La nouvelle Commission européenne a décidé de concentrer son action autour des deux grandes priorités européennes que sont la croissance et l’emploi. C’est une bonne nouvelle pour l’Europe qui vit depuis des années une crise économique profonde et qui a besoin d’un signal fort et concret de la part de ses nouveaux dirigeants, après les années d’atonie de l’ère Barroso. Le plan d’investissement Juncker avec son mécanisme d’amorçage de 21 milliards d’argent public qui vise à lever 15 fois plus dans le privé, répond à cette ambition à condition, naturellement, que les États européens accompagnent le dispositif en poursuivant leurs réformes structurelles et la modernisation de leur appareil administratif afin de convaincre les investisseurs privés de choisir l’Europe plutôt que d’autres continents.

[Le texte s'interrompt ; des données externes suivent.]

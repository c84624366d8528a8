/**
 * Get Current User Handler
 *
 * This module implements GET /api/auth/me. The route sits behind
 * `auth_middleware`, so the principal has already been verified and
 * re-read from the store.
 */

use axum::response::Json;

use crate::backend::middleware::auth::{AuthUser, Principal};

/// Return the authenticated caller
///
/// # Example Response
///
/// ```json
/// {
///   "userId": "123e4567-e89b-12d3-a456-426614174000",
///   "username": "user1",
///   "role": "user"
/// }
/// ```
pub async fn get_me(AuthUser(principal): AuthUser) -> Json<Principal> {
    tracing::debug!("[Auth] Current user requested by {}", principal.username);
    Json(principal)
}
/**
 * Real-time Subscription Handlers
 *
 * Implements the Server-Sent Events stream on `/realtime` and the room join
 * endpoint on `/realtime/rooms`.
 *
 * # Stream
 *
 * The first event on every stream is `connected`, carrying the connection id
 * the client needs to join rooms later. Every bus event follows with its kind
 * as the SSE event name and the JSON event as data.
 *
 * # Query Parameters
 *
 * - `types` - comma-separated event kinds, e.g.
 *   `?types=contactLocked,contactUnlocked`. Unknown names are ignored. No
 *   parameter subscribes to everything.
 * - `room` - join a room as soon as the stream opens
 *
 * # Connection Management
 *
 * Keep-alive comments are injected by axum. Lagging connections skip what
 * they missed instead of being dropped. When the client goes away the
 * stream is dropped and the connection's rooms with it.
 */

use std::collections::HashSet;

use axum::{
    extract::{rejection::JsonRejection, Query, State},
    response::sse::{Event, KeepAlive, Sse},
    Json,
};
use futures_util::stream::{self, StreamExt};
use tokio_stream::Stream;
use serde::Deserialize;
use uuid::Uuid;

use crate::backend::error::BackendError;
use crate::backend::realtime::broadcast::{NotificationBus, Subscription};
use crate::shared::{EventType, SharedError};

#[derive(Debug, Default, Deserialize)]
pub struct RealtimeQuery {
    pub types: Option<String>,
    pub room: Option<String>,
}

/// Parse a `types` list, returning `None` when nothing usable was given
pub fn parse_type_filter(types: Option<&str>) -> Option<HashSet<EventType>> {
    types
        .map(|list| list.split(',').filter_map(EventType::parse).collect::<HashSet<_>>())
        .filter(|kinds| !kinds.is_empty())
}

/// Handle real-time subscription (GET /realtime)
pub async fn handle_realtime_subscription(
    State(bus): State<NotificationBus>,
    Query(query): Query<RealtimeQuery>,
) -> Sse<impl Stream<Item = Result<Event, axum::Error>>> {
    let subscription = bus.subscribe();
    let connection_id = subscription.id();

    if let Some(room) = query.room.as_deref().map(str::trim).filter(|room| !room.is_empty()) {
        bus.join_group(connection_id, room);
    }

    let filter = parse_type_filter(query.types.as_deref());
    match &filter {
        Some(kinds) => tracing::info!("[Realtime] Connection {} filtering {:?}", connection_id, kinds),
        None => tracing::info!("[Realtime] Connection {} subscribed to all events", connection_id),
    }

    let connected = Event::default()
        .event("connected")
        .json_data(serde_json::json!({ "connectionId": connection_id }));

    Sse::new(stream::once(async move { connected }).chain(event_stream(subscription, filter)))
        .keep_alive(KeepAlive::default())
}

fn event_stream(
    subscription: Subscription,
    filter: Option<HashSet<EventType>>,
) -> impl Stream<Item = Result<Event, axum::Error>> {
    stream::unfold((subscription, filter), |(mut subscription, filter)| async move {
        loop {
            let event = subscription.recv().await?;
            if filter.as_ref().is_some_and(|kinds| !kinds.contains(&event.event_type)) {
                continue;
            }

            let sse_event = Event::default()
                .event(event.event_type.as_str())
                .json_data(&event);
            return Some((sse_event, (subscription, filter)));
        }
    })
}

#[derive(Debug, Deserialize)]
#[serde(rename_all = "camelCase")]
pub struct JoinRoomRequest {
    pub connection_id: Uuid,
    #[serde(default)]
    pub room: String,
}

/// Handle room join (POST /realtime/rooms)
pub async fn handle_join_room(
    State(bus): State<NotificationBus>,
    payload: Result<Json<JoinRoomRequest>, JsonRejection>,
) -> Result<Json<serde_json::Value>, BackendError> {
    let Json(request) = payload?;
    let room = request.room.trim();
    if room.is_empty() {
        return Err(SharedError::validation("room", "Room name is required").into());
    }

    if !bus.join_group(request.connection_id, room) {
        return Err(BackendError::not_found("Connection"));
    }

    Ok(Json(serde_json::json!({
        "message": "Joined room",
        "connectionId": request.connection_id,
        "room": room,
    })))
}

Cette affirmation est sans aucun doute plus vraie encore pour le gouvernement français qui, depuis trop d’années, alternance après alternance, reste à la surface des choses, annonçant des simplifications qui n’en sont pas, et des réformes qui tardent à venir. J’en veux pour exemple le projet de loi « pour l’activité et l’égalité des chances économiques » qui est une sorte de fourre-tout, où certes tout n’est pas mauvais, je pense en particulier au travail le dimanche, mais qui ne répond en rien aux vrais enjeux économiques, fiscaux, et administratifs du pays. J’en veux pour exemple également la nouvelle carte des régions de France qui là aussi ne répond en rien aux enjeux géographiques, historiques, culturels, stratégiques, et ne permettra aucune économie réelle.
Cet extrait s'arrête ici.